(Stored data)
+---+
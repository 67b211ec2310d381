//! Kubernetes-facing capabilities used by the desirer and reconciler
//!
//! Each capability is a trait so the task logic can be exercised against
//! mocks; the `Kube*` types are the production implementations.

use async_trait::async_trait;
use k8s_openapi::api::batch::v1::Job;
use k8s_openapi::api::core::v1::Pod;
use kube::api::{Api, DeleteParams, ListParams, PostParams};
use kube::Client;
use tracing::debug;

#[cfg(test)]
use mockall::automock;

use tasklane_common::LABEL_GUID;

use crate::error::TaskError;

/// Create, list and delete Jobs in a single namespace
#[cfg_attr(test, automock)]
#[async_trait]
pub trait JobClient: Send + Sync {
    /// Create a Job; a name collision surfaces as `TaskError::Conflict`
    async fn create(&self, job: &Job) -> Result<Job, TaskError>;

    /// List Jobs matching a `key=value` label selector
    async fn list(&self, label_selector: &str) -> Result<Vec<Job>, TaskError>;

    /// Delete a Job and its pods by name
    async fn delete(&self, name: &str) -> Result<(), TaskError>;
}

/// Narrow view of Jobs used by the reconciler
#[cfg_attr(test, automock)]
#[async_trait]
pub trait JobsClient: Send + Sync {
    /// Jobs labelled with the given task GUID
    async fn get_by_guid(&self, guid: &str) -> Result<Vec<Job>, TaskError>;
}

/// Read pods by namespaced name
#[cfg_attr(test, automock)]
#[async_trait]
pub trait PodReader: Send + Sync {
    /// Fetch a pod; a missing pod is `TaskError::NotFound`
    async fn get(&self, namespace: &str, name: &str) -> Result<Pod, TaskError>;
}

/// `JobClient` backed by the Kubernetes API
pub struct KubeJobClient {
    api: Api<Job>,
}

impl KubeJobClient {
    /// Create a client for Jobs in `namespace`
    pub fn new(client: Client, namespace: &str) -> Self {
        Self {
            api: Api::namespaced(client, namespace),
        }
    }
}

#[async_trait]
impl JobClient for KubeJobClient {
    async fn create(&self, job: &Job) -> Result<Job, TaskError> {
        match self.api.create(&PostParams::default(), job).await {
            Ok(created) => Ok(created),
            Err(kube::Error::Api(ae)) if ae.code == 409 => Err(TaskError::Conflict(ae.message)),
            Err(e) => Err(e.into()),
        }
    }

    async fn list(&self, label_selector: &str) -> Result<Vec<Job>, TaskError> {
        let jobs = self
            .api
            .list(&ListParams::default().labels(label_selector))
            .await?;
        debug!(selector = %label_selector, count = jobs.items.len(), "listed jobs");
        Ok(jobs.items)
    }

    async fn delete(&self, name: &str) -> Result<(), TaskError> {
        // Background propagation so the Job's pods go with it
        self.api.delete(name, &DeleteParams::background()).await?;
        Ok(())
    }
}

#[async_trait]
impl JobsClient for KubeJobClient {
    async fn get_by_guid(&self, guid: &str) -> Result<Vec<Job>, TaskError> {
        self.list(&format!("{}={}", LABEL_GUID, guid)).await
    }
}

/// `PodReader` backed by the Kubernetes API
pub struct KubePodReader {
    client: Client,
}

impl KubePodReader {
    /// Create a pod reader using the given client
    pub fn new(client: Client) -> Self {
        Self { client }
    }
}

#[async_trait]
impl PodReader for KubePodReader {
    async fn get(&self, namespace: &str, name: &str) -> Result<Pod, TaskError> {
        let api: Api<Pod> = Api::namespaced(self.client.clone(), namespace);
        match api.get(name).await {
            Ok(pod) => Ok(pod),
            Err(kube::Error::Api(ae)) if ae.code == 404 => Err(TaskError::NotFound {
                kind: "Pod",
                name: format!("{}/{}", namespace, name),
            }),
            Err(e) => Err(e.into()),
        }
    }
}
+---+
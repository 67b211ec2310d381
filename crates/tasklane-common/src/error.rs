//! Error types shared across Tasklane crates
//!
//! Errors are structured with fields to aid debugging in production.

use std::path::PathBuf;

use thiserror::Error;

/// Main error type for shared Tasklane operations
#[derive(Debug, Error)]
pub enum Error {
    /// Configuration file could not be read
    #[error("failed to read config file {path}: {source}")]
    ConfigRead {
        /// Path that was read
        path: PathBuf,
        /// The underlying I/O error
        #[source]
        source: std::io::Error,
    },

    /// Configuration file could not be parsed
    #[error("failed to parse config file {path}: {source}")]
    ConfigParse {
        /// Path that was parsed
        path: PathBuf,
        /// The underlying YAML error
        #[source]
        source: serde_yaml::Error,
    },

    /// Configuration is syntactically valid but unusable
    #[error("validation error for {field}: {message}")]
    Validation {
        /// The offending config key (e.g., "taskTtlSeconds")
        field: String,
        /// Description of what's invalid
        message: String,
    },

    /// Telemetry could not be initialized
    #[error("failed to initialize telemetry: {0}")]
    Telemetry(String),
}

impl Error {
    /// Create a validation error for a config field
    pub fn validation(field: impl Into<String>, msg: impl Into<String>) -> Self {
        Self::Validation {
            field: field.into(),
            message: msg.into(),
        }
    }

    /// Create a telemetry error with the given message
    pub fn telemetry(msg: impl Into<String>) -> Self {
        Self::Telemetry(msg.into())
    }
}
+---+
EXERCISE:
Working through the entries above, copy every line in which "underlying" is found.

TASK RESPONSE:
        /// The underlying I/O error
        /// The underlying YAML error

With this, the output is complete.